Eso, queridos lectores, es 100% wokismo
Y, si para demonizar a la familia hemos de respaldar el terrorismo callejero (como vemos en la última versión anarquista de Robin Hood) pues lo respaldamos. Ese es el modelo de Sociedad que estamos vendiendo a nuestros jóvenes que, desinformados y saturados con Fake News institucionales y gubernamentales terminan eligiendo defender a los terroristas en vez de a sus víctimas. Es la quintaesencia de Goebbles, del nazismo y del antisemitismo que resurge en nuestros días.
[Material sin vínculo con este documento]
//! Shared helpers for integration tests.
#![allow(dead_code)]

use diesel::prelude::*;
use diesel_migrations::{EmbeddedMigrations, MigrationHarness, embed_migrations};
use studioflow::db::{DbPool, establish_connection_pool};
use studioflow::schema::{clients, projects};
use tempfile::TempDir;

pub const MIGRATIONS: EmbeddedMigrations = embed_migrations!("./migrations");

/// SQLite database in a temporary directory, migrated and removed on drop.
pub struct TestDb {
    pool: DbPool,
    _dir: TempDir,
}

impl TestDb {
    pub fn new(name: &str) -> Self {
        let dir = tempfile::tempdir().expect("create temp dir");
        let path = dir.path().join(name);
        let pool = establish_connection_pool(path.to_str().expect("utf-8 path"))
            .expect("create pool");

        let mut conn = pool.get().expect("get connection");
        conn.run_pending_migrations(MIGRATIONS)
            .expect("run migrations");

        Self { pool, _dir: dir }
    }

    pub fn pool(&self) -> DbPool {
        self.pool.clone()
    }

    /// Inserts a client and returns its id.
    pub fn insert_client(
        &self,
        name: &str,
        company: Option<&str>,
        email: Option<&str>,
        phone: Option<&str>,
    ) -> i32 {
        let mut conn = self.pool.get().expect("get connection");
        diesel::insert_into(clients::table)
            .values((
                clients::name.eq(name),
                clients::company.eq(company),
                clients::email.eq(email),
                clients::phone.eq(phone),
            ))
            .returning(clients::id)
            .get_result(&mut conn)
            .expect("insert client")
    }

    /// Inserts a project and returns its id. Dates are stored verbatim.
    pub fn insert_project(
        &self,
        client_id: i32,
        name: &str,
        status: Option<&str>,
        due_date: Option<&str>,
    ) -> i32 {
        let mut conn = self.pool.get().expect("get connection");
        diesel::insert_into(projects::table)
            .values((
                projects::client_id.eq(client_id),
                projects::name.eq(name),
                projects::status.eq(status),
                projects::due_date.eq(due_date),
            ))
            .returning(projects::id)
            .get_result(&mut conn)
            .expect("insert project")
    }
}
Pero no se queda ahí la cuña woke de esta peli. La naturaleza del único ciudadano de Metrópolis que acude en auxilio de Superman es la misma que la de los buenos habitantes de Jarhanpur, en contraposición de los perversos boravianos, todos caucásicos.
Unos ven una alegoría a la invasión rusa de Ucrania, pero la naturaleza ucraniana, y sus valores cristianos y pro occidentales anulan dicha identificación entre identidades. Yo creo que la crítica velada sería a Israel. Espero estar confundido y, en tal caso, por favor, corregidme si he visto fantasmas, pero esos fantasmas cuadrarían con los de atacar a la familia como pilar social que vimos en las otras dos pelis. Aunque podría tratarse de una mera casualidad, para quienes crean en las casualidades.
Alien
Es verdad que Superman es un extraterrestre. En inglés, un «alien«. Pero no dejemos de lado la carga semántica que tiene esta palabra en inglés, pues lo mismo se usa el término para un extraterrestre que para un extranjero, y de ahí, con su buena dosis de demagogia y textos intencionados hacen que este Kal-El pueda identificarse, y a hipersensibilizarse, con todos los que comparten su condición de «aliens» en los USA. De ahí que todos los soldados invasores que vemos en la peli sean como son, y por serlo, son los malos.
Ahora que Marvel asume (parcialmente) el fracaso de su apuesta woke, y se quita los complejos 2030 con su maravillosa peli de Los 4 Fantásticos: Primeros pasos, va DC y recoge el testigo de la ingeniería social que ahuyentó a los espectadores de las salas de cine. Superman ve la luz, pero DC no tiene muchas luces que digamos. En este aspecto, ojo, porque también os he hablado de las cosas buenas de la peli, que son muchas. De ahí mi indecisión para deciros si me ha gustado o no.
I ♥️ Supergirl
Lo mejor de todo… Supergirl.
Os confieso que no he leído ni un cómic de ella. Ni de su primo, la verdad sea dicha, por lo expuesto antes sobre semidioses imbatibles. Pero Supergirl me enamoró en la peli de 1984 y me ha enamorado en esta aparición relámpago de 2025.
Creo que la de 1984 era igual de casposa, ¡o mucho más! que esta. Pero, así con todo, pienso comentarla en el fancine.